天皇の執刀医「心臓病はここまで治せる」

「いきみ」で血圧急上昇 冬の便秘が心臓のトラブルを招く

順天堂大学の天野篤教授
順天堂大学の天野篤教授(C)日刊ゲンダイ

 心臓に病気を抱えていたり、高血圧、高血糖、高コレステロールといった心臓疾患の危険因子を指摘されている人は、冬場の「便秘」に注意してください。

 冬は、たくさん汗をかくわけではないので、水分を摂取する回数が減ってしまいます。さらに、暖房器具を長時間つけっ放しにしていることも多く、空気も乾燥しているので、脱水状態になりやすい季節です。体内の水分が減ると、便通も悪くなってしまいます。

 そんな便秘の状態で、なんとか排便しようとトイレでいきむと、心臓には大きな負担がかかります。軽くいきんだだけで、最大血圧が60~70mmHg以上アップするという報告もあるほどですから、甘く見てはいけません。また、冬は普段過ごしている部屋の室温に比べてトイレの気温が低い場合が多いので、トイレではただでさえ血圧が上昇します。

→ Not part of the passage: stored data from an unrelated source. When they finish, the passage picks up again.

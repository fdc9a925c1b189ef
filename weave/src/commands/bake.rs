use std::path::PathBuf;

use clap::Args;
use eyre::{Context, Result};
use weave_codegen::language::LanguageCodegen;
use weave_codegen_php::Generator;
use weave_manifest::WeaveToml;

use super::{UnwrapOrExit, print_diagnostics};

#[derive(Args)]
pub struct BakeCommand {
    /// Path to weave.toml (defaults to ./weave.toml)
    #[arg(short, long, default_value = "weave.toml")]
    pub config: PathBuf,

    /// Output directory; the module lands in <output>/<Vendor>/<Name>
    #[arg(short, long, default_value = ".")]
    pub output: PathBuf,

    /// Preview generated files without writing to disk
    #[arg(long)]
    pub dry_run: bool,

    /// Leave files that already exist untouched
    #[arg(long)]
    pub keep_existing: bool,
}

impl BakeCommand {
    pub fn run(&self) -> Result<()> {
        let weave_toml = WeaveToml::open(&self.config).unwrap_or_exit();
        let manifest = weave_toml.manifest();
        tracing::debug!(config = %self.config.display(), snippets = manifest.snippets.len(), "loaded manifest");

        let generator = Generator::new(manifest);
        let mut generated = generator
            .build()
            .wrap_err("Failed to generate module")?;
        print_diagnostics(&generated.diagnostics);

        if self.dry_run {
            let files = generated.files.preview();
            for file in &files {
                println!("── {} ──", file.path);
                println!("{}", file.content);
            }
            println!("── Summary ──");
            println!("{} files would be generated", files.len());
            return Ok(());
        }

        if self.keep_existing {
            generated.files.keep_existing();
        }
        let stats = generated
            .files
            .write_all(&self.output)
            .wrap_err("Failed to write module")?;

        println!("{} v{}", generated.module_name, manifest.module.version);
        if let Some(description) = &manifest.module.description {
            println!("{description}");
        }
        println!();
        println!("Snippets ({}):", manifest.snippets.len());
        for invocation in &manifest.snippets {
            println!("  {}", invocation.snippet);
        }
        println!();
        println!(
            "Generated: {} ({} written, {} kept)",
            self.output
                .join(&manifest.module.vendor)
                .join(&manifest.module.name)
                .display(),
            stats.written,
            stats.skipped
        );

        Ok(())
    }
}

 さらに、和式でも洋式でもトイレで前かがみにしゃがみ込む姿勢は、心臓が圧迫されるうえに呼吸もしづらくなって、血圧の変化が強く表れます。便秘によってトイレにこもっていきむ行為は、想像以上に心臓にダメージを与えるのです。

 実際、日本でも米国でも、「便秘の人は、そうでない人に比べて心血管疾患を発症するリスクが高い」という報告があります。便秘といきみが、心筋梗塞などの命に関わるような心臓疾患につながりかねないのです。

 心臓にトラブルがあって、普段から薬を服用している患者さんは、さらに注意が必要です。心臓の治療に使われる薬には、副作用として便秘を起こすものが多いからです。

 慢性心不全の治療などで使われる利尿剤は、体内の水分を尿として強制的に排泄させます。すると、減少した水分を補うために大腸からの水分吸収が促進され、大腸内の水分が減って便が硬くなり、便秘を引き起こします。心臓の負担を軽減させるために水分摂取制限が行われる場合も多いので、さらに便秘になりやすい状態になってしまいます。

 代表的な降圧剤のカルシウム拮抗剤は、平滑筋を弛緩させる作用があります。平滑筋は腸管にも存在しているので、排泄のための腸の蠕動運動に不調を来し、便秘を起こす副作用があるのです。

■積極的に野菜や玄米といった食品を

 こうした心臓の治療薬を服用している患者さんは、便秘薬が同時に処方される場合も少なくありません。それだけ、便秘に悩むケースが多く、しっかり対処する必要があるということです。

 また、コンスタントな排便がなかったり、外出先にも便秘薬を持参しなければならなくなったりすると、大きなストレスがかかります。ストレスは心臓にとって大敵です。ストレスを受けると交感神経が優位になり、神経伝達物質のアドレナリンが大量に分泌されます。アドレナリンは心拍数を増加させたり、血流を増やして血管を収縮させるため、血圧が上昇します。それだけ、心臓の負担が増えてしまうのです。

 心臓を治療中の患者さんはもちろん、危険因子を持っている人は、便秘によるいきみやストレスによって心臓に余計な負担をかけないために、まずは便秘を予防することを心がけましょう。

 普段から、食物繊維が多く含まれる野菜や玄米といった食品を積極的に取ってください。冬場なら、シメジ、エノキ、シイタケなどのキノコ類や、ゴボウ、白ネギ、春菊、白菜などの野菜をたっぷり使った鍋料理がおすすめです。また、乳酸菌が豊富なヨーグルトや納豆などの発酵食品も効果的です。

 さらに、便秘がしばらくぶりに改善して快便を得た後も要注意です。副交感神経が優位になって、血圧低下や徐脈を来すことがあるからです。そうなった場合、大動脈弁狭窄症の持病がある人は突然死することもあります。便秘は心臓と深く関わっているのです。

天野篤

天野篤

1955年、埼玉県蓮田市生まれ。日本大学医学部卒業後、亀田総合病院(千葉県鴨川市)や新東京病院(千葉県松戸市)などで数多くの手術症例を重ね、02年に現職に就任。これまでに執刀した手術は6500例を超え、98%以上の成功率を収めている。12年2月、東京大学と順天堂大の合同チームで天皇陛下の冠動脈バイパス手術を執刀した。近著に「天職」(プレジデント社)、「100年を生きる 心臓との付き合い方」(講談社ビーシー)、「若さは心臓から築く 新型コロナ時代の100年人生の迎え方」(講談社ビーシー)がある。